Pre 2022 web was different pre generative AI
Furthermore, as Desmond Elliott pointed out, the pre-2022 web is likely to be very different to the era of the web after that. With LLMs creating text and Stable Diffusion rendering images, there is a potential for a mass of machine created we. content. Indeed, you can imagine a scenario where the web becomes less a place for humans to post, but more for machines to output text and images. How will this impact how LLMs are trained, if most of their training set is made up of machine generated material?

Another point made about LLMs is the difficulty to understand sources in any reply they give. Andrew Lampinen from Google DeepMind, discussed trying to find causality in language models.

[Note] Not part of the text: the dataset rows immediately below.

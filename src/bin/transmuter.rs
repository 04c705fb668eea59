//! Command-line interface for transmuter
//! This binary parses aether grammar descriptions with the bundled grammar and prints the result.
//!
//! Usage:
//!   transmuter parse `<path>` [--format `<format>`] [--condition `<name>`]... [--feature `<name>`]...
//!   transmuter tokens `<path>` [--condition `<name>`]...  - List the visible tokens of a file
//!   transmuter grammar [--feature `<name>`]...            - Print the bundled grammar
//!
//! Logging goes to stderr; the level comes from `--log-level` or `TRANSMUTER_LOG`.

use clap::{Arg, ArgAction, ArgMatches, Command};
use tracing::info;
use tracing_subscriber::EnvFilter;
use transmuter::transmuter::common::conditions;
use transmuter::transmuter::config::{Loader, OutputFormat, TransmuterConfig};
use transmuter::transmuter::formats::{FormatError, FormatParams, FormatRegistry};
use transmuter::transmuter::grammars::aether;
use transmuter::transmuter::lexing::Lexer;
use transmuter::transmuter::parsing::{Features, Parser};
use transmuter::TransmuterError;

const LOG_ENV: &str = "TRANSMUTER_LOG";

fn main() {
    let matches = Command::new("transmuter")
        .version(env!("CARGO_PKG_VERSION"))
        .about("Parse grammar descriptions with the transmuter engine")
        .subcommand_required(true)
        .arg_required_else_help(true)
        .arg(
            Arg::new("log-level")
                .long("log-level")
                .global(true)
                .help("Log filter, e.g. 'debug' or 'transmuter=trace' (overrides TRANSMUTER_LOG)"),
        )
        .subcommand(
            Command::new("parse")
                .about("Parse a file and print its syntax tree")
                .arg(path_arg())
                .arg(
                    Arg::new("format")
                        .long("format")
                        .short('f')
                        .help("Output format ('treeviz' or 'json'); defaults to the configured one"),
                )
                .arg(condition_arg())
                .arg(feature_arg())
                .arg(
                    Arg::new("config")
                        .long("config")
                        .short('c')
                        .help("Configuration file layered over the built-in defaults"),
                )
                .arg(
                    Arg::new("spans")
                        .long("spans")
                        .action(ArgAction::SetTrue)
                        .help("Include source spans in the output"),
                ),
        )
        .subcommand(
            Command::new("tokens")
                .about("List the visible tokens of a file")
                .arg(path_arg())
                .arg(condition_arg()),
        )
        .subcommand(
            Command::new("grammar")
                .about("Print the bundled grammar in rule notation")
                .arg(feature_arg()),
        )
        .get_matches();

    init_logging(matches.get_one::<String>("log-level"));

    let result = match matches.subcommand() {
        Some(("parse", parse_matches)) => handle_parse_command(parse_matches),
        Some(("tokens", tokens_matches)) => handle_tokens_command(tokens_matches),
        Some(("grammar", grammar_matches)) => handle_grammar_command(grammar_matches),
        _ => unreachable!(),
    };

    if let Err(e) = result {
        eprintln!("{}", e);
        std::process::exit(1);
    }
}

fn path_arg() -> Arg {
    Arg::new("path")
        .help("Path to the aether file")
        .required(true)
        .index(1)
}

fn condition_arg() -> Arg {
    Arg::new("condition")
        .long("condition")
        .action(ArgAction::Append)
        .help("Active lexer condition (repeatable), e.g. 'lexical' or 'syntactic'")
}

fn feature_arg() -> Arg {
    Arg::new("feature")
        .long("feature")
        .action(ArgAction::Append)
        .help("Grammar feature to enable (repeatable), e.g. 'precedences'")
}

fn values(matches: &ArgMatches, id: &str) -> Vec<String> {
    matches
        .get_many::<String>(id)
        .map(|values| values.cloned().collect())
        .unwrap_or_default()
}

fn init_logging(level: Option<&String>) {
    let filter = match level {
        Some(level) => EnvFilter::new(level),
        None => EnvFilter::try_from_env(LOG_ENV).unwrap_or_else(|_| EnvFilter::new("warn")),
    };
    let _ = tracing_subscriber::fmt()
        .with_env_filter(filter)
        .with_writer(std::io::stderr)
        .with_target(true)
        .try_init();
}

fn read_source(path: &str) -> Result<String, TransmuterError> {
    Ok(std::fs::read_to_string(path)?)
}

/// Defaults, then the optional `--config` file, then command-line flags.
fn load_config(matches: &ArgMatches) -> Result<TransmuterConfig, TransmuterError> {
    let mut loader = Loader::new();
    if let Some(path) = matches.get_one::<String>("config") {
        loader = loader.with_file(path);
    }
    let mut config = loader.build()?;

    let conditions = values(matches, "condition");
    if !conditions.is_empty() {
        config.grammar.conditions = conditions;
    }
    config.grammar.features.extend(values(matches, "feature"));
    match matches.get_one::<String>("format").map(String::as_str) {
        Some("json") => config.output.format = OutputFormat::Json,
        Some("treeviz") => config.output.format = OutputFormat::Treeviz,
        Some(other) => return Err(FormatError::FormatNotFound(other.to_string()).into()),
        None => {}
    }
    if matches.get_flag("spans") {
        config.output.spans = true;
    }
    Ok(config)
}

fn format_name(format: OutputFormat) -> &'static str {
    match format {
        OutputFormat::Treeviz => "treeviz",
        OutputFormat::Json => "json",
    }
}

/// Handle the parse command
fn handle_parse_command(matches: &ArgMatches) -> Result<(), TransmuterError> {
    let path = matches
        .get_one::<String>("path")
        .map(String::as_str)
        .unwrap_or_default();
    let config = load_config(matches)?;
    let source = read_source(path)?;

    let grammar = aether::grammar(&config.grammar.feature_set())?;
    let parser = Parser::new(&grammar).with_config(config.parser);
    let tree = parser.parse_named(path, &source, config.grammar.condition_set())?;
    info!(path, rule = tree.rule(), "parsed");

    let mut params = FormatParams::new();
    params.insert("show-spans".to_string(), config.output.spans.to_string());
    let output = FormatRegistry::with_defaults().serialize(
        &tree,
        format_name(config.output.format),
        &params,
    )?;
    println!("{}", output.trim_end());
    Ok(())
}

/// Handle the tokens command
fn handle_tokens_command(matches: &ArgMatches) -> Result<(), TransmuterError> {
    let path = matches
        .get_one::<String>("path")
        .map(String::as_str)
        .unwrap_or_default();
    let source = read_source(path)?;
    let mut active = conditions(values(matches, "condition"));
    if active.is_empty() {
        active = Loader::new().build()?.grammar.condition_set();
    }

    let lexicon = aether::lexicon()?;
    let mut lexer = Lexer::new(&lexicon, &source, active).with_filename(path);
    for token in lexer.tokens()? {
        println!(
            "{} {} {:?}",
            token.span,
            lexicon.names(&token.tags).join("|"),
            token.text
        );
    }
    Ok(())
}

/// Handle the grammar command
fn handle_grammar_command(matches: &ArgMatches) -> Result<(), TransmuterError> {
    let features: Features = values(matches, "feature").into_iter().collect();
    let grammar = aether::grammar(&features)?;
    print!("{}", grammar.describe());
    Ok(())
}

He noted for example that Google Bard is beginning to attribute sources in its responses.

Perhaps the future will revert SLMs (small language models!), which are simpler and can run easily on any device like a mobile phone. Of course, all this is just conjecture, but it seems unlikely that LLMs will be the last technology in this area, and indeed LLMs have certainly not solved everything! There will be something after them! Most important is not so much the technology, but how we as a society manage (and regulate) these models. They have a potential to impact our society in many ways, most of which I suspect we haven’t even considered.

 

What’s the best thing about LxMLS?
What was the best thing about LxMLS? It was meeting all the other folks and making friends with many of them at the event. It was very interesting to chat with other attendees about their research areas, which spanned across many different NLP areas.

If you get an opportunity to do a course on ML, I’d definitely recommend it. They can help solidify existing knowledge and also teach you about new areas. They are also great ways to network and learn about what others are doing in this exciting space. Hopefully, I’ll be back at LxMSS in the future on the other side, maybe as a monitor, let’s see! I never managed to have a burger during my week at LxMLS, so that is reason enough to return to Lisbon!